By Susanne Posel
August 22, 2012
The US Geological Survey has been analyzing rising sea levels from North Carolina to Boston and expect there to be a doubling of current levels.
By 2050, the sea levels are assumed to be higher than 1.5 feet, according to Department of Natural Resources and Environmental Control in Delaware.
Several federal and state-sponsored scientific agencies agree. Computer models say a 3 foot rise would flood waterside communities along the Eastern seaboard.
Alarmists claim we are just a few years away from a “tipping point” where current weather patterns will become drastically different – as evidenced by comparison of the changes in the last few decades.
The US Department of Energy published a report that shows CO2 emissions in the US have dropped; yet not enough to stave off the devastation of the tipping point.
Rich Collins, member of Delaware’s Sea-Level Rise Advisory Committee , explains: “I have real concerns, because there are many environmental programs that I believe are designed to drive people away from the water.”

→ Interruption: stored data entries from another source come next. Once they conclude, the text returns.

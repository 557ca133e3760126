mod history;
mod order;
mod programming;
mod reservation;

use sea_orm::{ActiveValue::Set, ActiveModelTrait, DatabaseTransaction, EntityTrait};

use crate::model::prelude::*;

/// Repositories of one open database transaction.
pub struct OrmRepo {
    pub(crate) txn: DatabaseTransaction,
}

impl OrmRepo {
    pub(crate) fn new(txn: DatabaseTransaction) -> Self {
        Self { txn }
    }

    /// Next value of `sequence` for `year`, starting at 1.
    pub(crate) async fn next_sequence(&self, sequence: Sequence, year: i32) -> anyhow::Result<u32> {
        let name = sequence.name().to_string();
        let value = match NumberSequenceEntity::find_by_id((name.clone(), year))
            .one(&self.txn)
            .await?
        {
            Some(row) => {
                let value = row.value + 1;
                let mut active_model: NumberSequenceActiveModel = row.into();
                active_model.value = Set(value);
                active_model.update(&self.txn).await?;
                value
            }
            None => {
                let active_model = NumberSequenceActiveModel {
                    name: Set(name),
                    year: Set(year),
                    value: Set(1),
                };
                NumberSequenceEntity::insert(active_model)
                    .exec_without_returning(&self.txn)
                    .await?;
                1
            }
        };
        Ok(u32::try_from(value)?)
    }
}
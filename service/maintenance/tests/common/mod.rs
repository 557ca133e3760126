use std::sync::Arc;

use chrono::{Duration, Utc};
use domain_fleet::model::vo::VehicleRequest;
use domain_maintenance::{
    mock::{MockAnomalyService, MockAssetLookupService},
    model::vo::{NewMaterial, NewProgramming},
    service::AssetLookupService,
};
use infrastructure_store::OrmStore;
use service_maintenance::{AnomalySynchronizer, OrderServiceImpl, ProgrammingServiceImpl};
use uuid::Uuid;

pub struct Workflow {
    pub store: OrmStore,
    pub programmings: ProgrammingServiceImpl,
    pub orders: OrderServiceImpl,
}

/// Services over a fresh in-memory database.
pub async fn workflow(
    lookup: impl AssetLookupService + 'static,
    anomaly: MockAnomalyService,
) -> Workflow {
    let store = OrmStore::in_memory().await.unwrap();
    let anomaly_sync = AnomalySynchronizer::builder()
        .anomaly_service(Arc::new(anomaly))
        .build();
    Workflow {
        programmings: ProgrammingServiceImpl::builder()
            .store(Arc::new(store.clone()))
            .asset_lookup(Arc::new(lookup))
            .anomaly_sync(anomaly_sync.clone())
            .build(),
        orders: OrderServiceImpl::builder()
            .store(Arc::new(store.clone()))
            .anomaly_sync(anomaly_sync)
            .build(),
        store,
    }
}

/// Every reference exists and every anomaly call succeeds.
pub async fn permissive() -> Workflow {
    workflow(known_assets(), quiet_anomalies()).await
}

pub fn known_assets() -> MockAssetLookupService {
    let mut lookup = MockAssetLookupService::new();
    lookup.expect_exists().returning(|_| Ok(true));
    lookup
}

pub fn quiet_anomalies() -> MockAnomalyService {
    let mut anomaly = MockAnomalyService::new();
    anomaly.expect_update_status().returning(|_, _| Ok(()));
    anomaly.expect_resolve().returning(|_, _| Ok(()));
    anomaly
}

/// Panel cleaning with 5 L of detergent at 10 per litre.
pub fn panel_cleaning() -> NewProgramming {
    NewProgramming {
        description: "Limpeza dos módulos da string 3".to_string(),
        materials: vec![NewMaterial {
            description: "Detergente neutro".to_string(),
            unit: Some("L".to_string()),
            quantity: 5.0,
            unit_cost: 10.0,
            ..Default::default()
        }],
        ..Default::default()
    }
}

/// Pickup for a day of work, leaving with 12 000 km.
pub fn pickup() -> VehicleRequest {
    let start = Utc::now() + Duration::days(2);
    VehicleRequest {
        vehicle_id: Uuid::new_v4(),
        starts_at: start,
        ends_at: start + Duration::hours(8),
        purpose: Some("Deslocamento até a usina".to_string()),
        odometer_start: Some(12_000.0),
    }
}

/// Panel cleaning that needs [`pickup`].
pub fn panel_cleaning_with_vehicle() -> NewProgramming {
    NewProgramming {
        needs_vehicle: true,
        vehicle_request: Some(pickup()),
        ..panel_cleaning()
    }
}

David Keith, director of the Institute for Sustainable Energy, Environment and Economy is pushing the releasing of nanotechnology with sulfuric aerosols into the Earth’s atmosphere to reflect sunlight back out into space. Keith manages the million-dollar geoengineering research that is funded by Bill Gates and the Fund for Innovative Climate and Energy Research.
Keith claims : “You could manipulate the Earth’s climate at large scale for a cost that’s of the order of $1 billion a year. It sounds like a lot of money, but compared to the costs of managing other environmental problems or climate change, that is peanuts.”
These engineered nanoparticles are assumed, according to Keith, to be “less likely to harm the planet’s protective ozone layer” and that controlling the Earth’s weather patterns is more important than the consequences of such an endeavor.